*EXERCISE DATA:*

use std::ffi::OsString;

/// 1-based line and column of a character in the parsed stream.
#[derive(Debug, PartialEq, Eq, Clone, Copy)]
pub struct SourceLocation {
    lineno: usize,
    column: usize,
}

impl SourceLocation {
    #[inline]
    pub fn new(lineno: usize, column: usize) -> Self {
        Self { lineno, column }
    }

    #[inline]
    pub fn lineno(&self) -> usize {
        self.lineno
    }

    #[inline]
    pub fn column(&self) -> usize {
        self.column
    }
}

impl std::fmt::Display for SourceLocation {
    #[inline]
    fn fmt(&self, f: &mut std::fmt::Formatter<'_>) -> std::fmt::Result {
        write!(f, "{}:{}", self.lineno, self.column)
    }
}

#[derive(Debug, PartialEq, Clone, Copy)]
pub enum ErrorKind {
    EmptyKeyOnAssignment,
    UnexpectedCharacter,
    EmptyKeyOnPush,
    OptionsParseError,
    IOError,
    ExecError,
    NotEnoughArguments,
}

impl std::fmt::Display for ErrorKind {
    #[inline]
    fn fmt(&self, f: &mut std::fmt::Formatter<'_>) -> std::fmt::Result {
        std::fmt::Debug::fmt(&self, f)
    }
}

#[derive(Debug, thiserror::Error)]
pub enum Error {
    /// An `=` was reached before any key character was gathered.
    #[error("{location}: equal sign reached, but no key gathered")]
    EmptyKeyOnAssignment { location: SourceLocation },

    /// A character outside a value that no production rule accepts.
    #[error("{location}: unexpected character {found:?}")]
    UnexpectedCharacter { found: char, location: SourceLocation },

    /// Internal invariant violation: an entry was pushed without a key and
    /// without allow-empty semantics. Signals a parser bug, not bad input.
    #[error("{location}: key empty when trying to push entry")]
    EmptyKeyOnPush { location: SourceLocation },

    #[error("illegal value for option {name:?}: {value:?}")]
    IllegalOption { name: OsString, value: OsString },

    #[error(transparent)]
    IO(#[from] std::io::Error),

    #[error("exec failed: {0}")]
    Exec(std::io::Error),

    #[error("not enough arguments")]
    NotEnoughArguments,
}

impl Error {
    #[inline]
    pub fn empty_key_on_assignment(lineno: usize, column: usize) -> Self {
        Error::EmptyKeyOnAssignment { location: SourceLocation::new(lineno, column) }
    }

    #[inline]
    pub fn unexpected_character(found: char, lineno: usize, column: usize) -> Self {
        Error::UnexpectedCharacter { found, location: SourceLocation::new(lineno, column) }
    }

    #[inline]
    pub fn empty_key_on_push(lineno: usize, column: usize) -> Self {
        Error::EmptyKeyOnPush { location: SourceLocation::new(lineno, column) }
    }

    #[inline]
    pub fn illegal_option(name: impl Into<OsString>, value: impl Into<OsString>) -> Self {
        Error::IllegalOption { name: name.into(), value: value.into() }
    }

    pub fn kind(&self) -> ErrorKind {
        match self {
            Error::EmptyKeyOnAssignment { .. } => ErrorKind::EmptyKeyOnAssignment,
            Error::UnexpectedCharacter { .. } => ErrorKind::UnexpectedCharacter,
            Error::EmptyKeyOnPush { .. } => ErrorKind::EmptyKeyOnPush,
            Error::IllegalOption { .. } => ErrorKind::OptionsParseError,
            Error::IO(_) => ErrorKind::IOError,
            Error::Exec(_) => ErrorKind::ExecError,
            Error::NotEnoughArguments => ErrorKind::NotEnoughArguments,
        }
    }

    /// Location of the offending character for parse errors, `None` for the
    /// IO and options glue.
    pub fn location(&self) -> Option<SourceLocation> {
        match self {
            Error::EmptyKeyOnAssignment { location }
            | Error::UnexpectedCharacter { location, .. }
            | Error::EmptyKeyOnPush { location } => Some(*location),
            _ => None,
        }
    }
}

*YOUR INSTRUCTIONS:*
Where a line in the records above contains the string "None", copy that line.

*ANSWER BOX:*
    /// Location of the offending character for parse errors, `None` for the
            _ => None,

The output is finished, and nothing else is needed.